Segment Start: Supplied entries

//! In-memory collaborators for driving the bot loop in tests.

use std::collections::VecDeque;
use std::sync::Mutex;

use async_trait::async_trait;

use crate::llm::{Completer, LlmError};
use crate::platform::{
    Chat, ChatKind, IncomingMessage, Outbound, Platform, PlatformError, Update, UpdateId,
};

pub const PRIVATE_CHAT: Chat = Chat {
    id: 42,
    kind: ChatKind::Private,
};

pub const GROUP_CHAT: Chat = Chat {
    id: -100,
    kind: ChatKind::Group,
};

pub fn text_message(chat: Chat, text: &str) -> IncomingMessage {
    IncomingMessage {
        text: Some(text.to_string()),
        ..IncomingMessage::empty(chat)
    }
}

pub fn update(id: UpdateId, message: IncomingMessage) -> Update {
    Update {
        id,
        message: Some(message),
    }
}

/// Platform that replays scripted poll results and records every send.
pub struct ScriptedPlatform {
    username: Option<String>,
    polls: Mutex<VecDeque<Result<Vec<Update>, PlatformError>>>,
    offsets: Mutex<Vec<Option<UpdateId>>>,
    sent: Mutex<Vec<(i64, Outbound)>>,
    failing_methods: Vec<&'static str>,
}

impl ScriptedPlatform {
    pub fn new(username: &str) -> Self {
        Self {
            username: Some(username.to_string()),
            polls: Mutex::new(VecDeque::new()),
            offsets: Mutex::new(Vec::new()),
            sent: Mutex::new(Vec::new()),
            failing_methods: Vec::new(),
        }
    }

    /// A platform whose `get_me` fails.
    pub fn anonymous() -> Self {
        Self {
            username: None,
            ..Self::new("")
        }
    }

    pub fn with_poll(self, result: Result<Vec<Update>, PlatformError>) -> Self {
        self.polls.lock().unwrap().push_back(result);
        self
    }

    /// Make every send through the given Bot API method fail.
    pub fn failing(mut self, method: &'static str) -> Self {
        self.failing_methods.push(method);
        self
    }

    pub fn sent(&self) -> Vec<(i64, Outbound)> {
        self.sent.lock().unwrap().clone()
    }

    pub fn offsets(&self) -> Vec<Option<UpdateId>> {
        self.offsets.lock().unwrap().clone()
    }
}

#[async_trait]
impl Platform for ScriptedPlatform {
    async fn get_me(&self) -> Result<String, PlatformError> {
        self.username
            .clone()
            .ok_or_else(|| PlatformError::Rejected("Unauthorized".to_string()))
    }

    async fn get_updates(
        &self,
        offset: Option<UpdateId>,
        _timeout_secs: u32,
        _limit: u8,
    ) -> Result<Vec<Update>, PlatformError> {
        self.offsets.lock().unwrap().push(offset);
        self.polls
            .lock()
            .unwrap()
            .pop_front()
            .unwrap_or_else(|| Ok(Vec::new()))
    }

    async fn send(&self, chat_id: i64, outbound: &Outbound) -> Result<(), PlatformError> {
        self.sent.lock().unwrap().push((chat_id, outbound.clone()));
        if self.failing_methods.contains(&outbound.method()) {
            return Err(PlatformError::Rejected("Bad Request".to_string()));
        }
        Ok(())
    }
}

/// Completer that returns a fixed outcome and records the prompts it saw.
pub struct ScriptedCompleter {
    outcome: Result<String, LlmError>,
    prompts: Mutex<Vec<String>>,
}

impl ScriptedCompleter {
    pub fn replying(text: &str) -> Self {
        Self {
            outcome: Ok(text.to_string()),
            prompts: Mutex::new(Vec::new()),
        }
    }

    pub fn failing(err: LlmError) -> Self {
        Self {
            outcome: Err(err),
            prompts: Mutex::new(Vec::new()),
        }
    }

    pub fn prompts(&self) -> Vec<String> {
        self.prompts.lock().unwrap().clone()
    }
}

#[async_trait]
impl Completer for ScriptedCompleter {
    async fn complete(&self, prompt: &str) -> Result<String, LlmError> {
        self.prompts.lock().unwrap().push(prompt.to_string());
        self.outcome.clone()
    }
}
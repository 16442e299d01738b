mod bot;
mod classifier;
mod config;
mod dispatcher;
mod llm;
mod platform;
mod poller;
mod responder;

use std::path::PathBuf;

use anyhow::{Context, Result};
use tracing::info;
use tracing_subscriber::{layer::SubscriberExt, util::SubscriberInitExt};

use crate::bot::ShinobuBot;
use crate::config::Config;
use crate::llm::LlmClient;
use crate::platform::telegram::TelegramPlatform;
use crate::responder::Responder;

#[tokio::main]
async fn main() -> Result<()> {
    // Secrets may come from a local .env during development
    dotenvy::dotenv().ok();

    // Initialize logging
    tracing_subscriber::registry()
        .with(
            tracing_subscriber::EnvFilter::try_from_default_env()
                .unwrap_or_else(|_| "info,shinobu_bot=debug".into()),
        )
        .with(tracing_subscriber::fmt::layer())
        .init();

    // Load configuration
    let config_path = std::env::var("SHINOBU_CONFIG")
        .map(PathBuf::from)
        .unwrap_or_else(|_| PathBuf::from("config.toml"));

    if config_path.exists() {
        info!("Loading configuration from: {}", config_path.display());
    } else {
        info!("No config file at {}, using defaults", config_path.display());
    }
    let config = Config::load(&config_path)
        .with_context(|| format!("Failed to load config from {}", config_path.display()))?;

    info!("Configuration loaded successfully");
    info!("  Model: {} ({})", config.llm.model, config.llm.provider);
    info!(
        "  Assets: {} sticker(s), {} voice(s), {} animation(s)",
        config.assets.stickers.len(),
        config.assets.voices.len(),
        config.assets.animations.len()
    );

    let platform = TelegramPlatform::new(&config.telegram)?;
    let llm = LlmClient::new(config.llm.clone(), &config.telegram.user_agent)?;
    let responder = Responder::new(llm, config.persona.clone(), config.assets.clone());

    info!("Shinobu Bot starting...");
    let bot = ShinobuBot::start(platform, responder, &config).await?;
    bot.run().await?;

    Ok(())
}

Segment End: Supplied entries

Goal of the exercise:
Retype all of the data exactly, so that nothing differs from what is given.

Answer for this exercise:
//! In-memory collaborators for driving the bot loop in tests.

use std::collections::VecDeque;
use std::sync::Mutex;

use async_trait::async_trait;

use crate::llm::{Completer, LlmError};
use crate::platform::{
    Chat, ChatKind, IncomingMessage, Outbound, Platform, PlatformError, Update, UpdateId,
};

pub const PRIVATE_CHAT: Chat = Chat {
    id: 42,
    kind: ChatKind::Private,
};

pub const GROUP_CHAT: Chat = Chat {
    id: -100,
    kind: ChatKind::Group,
};

pub fn text_message(chat: Chat, text: &str) -> IncomingMessage {
    IncomingMessage {
        text: Some(text.to_string()),
        ..IncomingMessage::empty(chat)
    }
}

pub fn update(id: UpdateId, message: IncomingMessage) -> Update {
    Update {
        id,
        message: Some(message),
    }
}

/// Platform that replays scripted poll results and records every send.
pub struct ScriptedPlatform {
    username: Option<String>,
    polls: Mutex<VecDeque<Result<Vec<Update>, PlatformError>>>,
    offsets: Mutex<Vec<Option<UpdateId>>>,
    sent: Mutex<Vec<(i64, Outbound)>>,
    failing_methods: Vec<&'static str>,
}

impl ScriptedPlatform {
    pub fn new(username: &str) -> Self {
        Self {
            username: Some(username.to_string()),
            polls: Mutex::new(VecDeque::new()),
            offsets: Mutex::new(Vec::new()),
            sent: Mutex::new(Vec::new()),
            failing_methods: Vec::new(),
        }
    }

    /// A platform whose `get_me` fails.
    pub fn anonymous() -> Self {
        Self {
            username: None,
            ..Self::new("")
        }
    }

    pub fn with_poll(self, result: Result<Vec<Update>, PlatformError>) -> Self {
        self.polls.lock().unwrap().push_back(result);
        self
    }

    /// Make every send through the given Bot API method fail.
    pub fn failing(mut self, method: &'static str) -> Self {
        self.failing_methods.push(method);
        self
    }

    pub fn sent(&self) -> Vec<(i64, Outbound)> {
        self.sent.lock().unwrap().clone()
    }

    pub fn offsets(&self) -> Vec<Option<UpdateId>> {
        self.offsets.lock().unwrap().clone()
    }
}

#[async_trait]
impl Platform for ScriptedPlatform {
    async fn get_me(&self) -> Result<String, PlatformError> {
        self.username
            .clone()
            .ok_or_else(|| PlatformError::Rejected("Unauthorized".to_string()))
    }

    async fn get_updates(
        &self,
        offset: Option<UpdateId>,
        _timeout_secs: u32,
        _limit: u8,
    ) -> Result<Vec<Update>, PlatformError> {
        self.offsets.lock().unwrap().push(offset);
        self.polls
            .lock()
            .unwrap()
            .pop_front()
            .unwrap_or_else(|| Ok(Vec::new()))
    }

    async fn send(&self, chat_id: i64, outbound: &Outbound) -> Result<(), PlatformError> {
        self.sent.lock().unwrap().push((chat_id, outbound.clone()));
        if self.failing_methods.contains(&outbound.method()) {
            return Err(PlatformError::Rejected("Bad Request".to_string()));
        }
        Ok(())
    }
}

/// Completer that returns a fixed outcome and records the prompts it saw.
pub struct ScriptedCompleter {
    outcome: Result<String, LlmError>,
    prompts: Mutex<Vec<String>>,
}

impl ScriptedCompleter {
    pub fn replying(text: &str) -> Self {
        Self {
            outcome: Ok(text.to_string()),
            prompts: Mutex::new(Vec::new()),
        }
    }

    pub fn failing(err: LlmError) -> Self {
        Self {
            outcome: Err(err),
            prompts: Mutex::new(Vec::new()),
        }
    }

    pub fn prompts(&self) -> Vec<String> {
        self.prompts.lock().unwrap().clone()
    }
}

#[async_trait]
impl Completer for ScriptedCompleter {
    async fn complete(&self, prompt: &str) -> Result<String, LlmError> {
        self.prompts.lock().unwrap().push(prompt.to_string());
        self.outcome.clone()
    }
}
repository 16442e299d01738b
mod bot;
mod classifier;
mod config;
mod dispatcher;
mod llm;
mod platform;
mod poller;
mod responder;

use std::path::PathBuf;

use anyhow::{Context, Result};
use tracing::info;
use tracing_subscriber::{layer::SubscriberExt, util::SubscriberInitExt};

use crate::bot::ShinobuBot;
use crate::config::Config;
use crate::llm::LlmClient;
use crate::platform::telegram::TelegramPlatform;
use crate::responder::Responder;

#[tokio::main]
async fn main() -> Result<()> {
    // Secrets may come from a local .env during development
    dotenvy::dotenv().ok();

    // Initialize logging
    tracing_subscriber::registry()
        .with(
            tracing_subscriber::EnvFilter::try_from_default_env()
                .unwrap_or_else(|_| "info,shinobu_bot=debug".into()),
        )
        .with(tracing_subscriber::fmt::layer())
        .init();

    // Load configuration
    let config_path = std::env::var("SHINOBU_CONFIG")
        .map(PathBuf::from)
        .unwrap_or_else(|_| PathBuf::from("config.toml"));

    if config_path.exists() {
        info!("Loading configuration from: {}", config_path.display());
    } else {
        info!("No config file at {}, using defaults", config_path.display());
    }
    let config = Config::load(&config_path)
        .with_context(|| format!("Failed to load config from {}", config_path.display()))?;

    info!("Configuration loaded successfully");
    info!("  Model: {} ({})", config.llm.model, config.llm.provider);
    info!(
        "  Assets: {} sticker(s), {} voice(s), {} animation(s)",
        config.assets.stickers.len(),
        config.assets.voices.len(),
        config.assets.animations.len()
    );

    let platform = TelegramPlatform::new(&config.telegram)?;
    let llm = LlmClient::new(config.llm.clone(), &config.telegram.user_agent)?;
    let responder = Responder::new(llm, config.persona.clone(), config.assets.clone());

    info!("Shinobu Bot starting...");
    let bot = ShinobuBot::start(platform, responder, &config).await?;
    bot.run().await?;

    Ok(())
}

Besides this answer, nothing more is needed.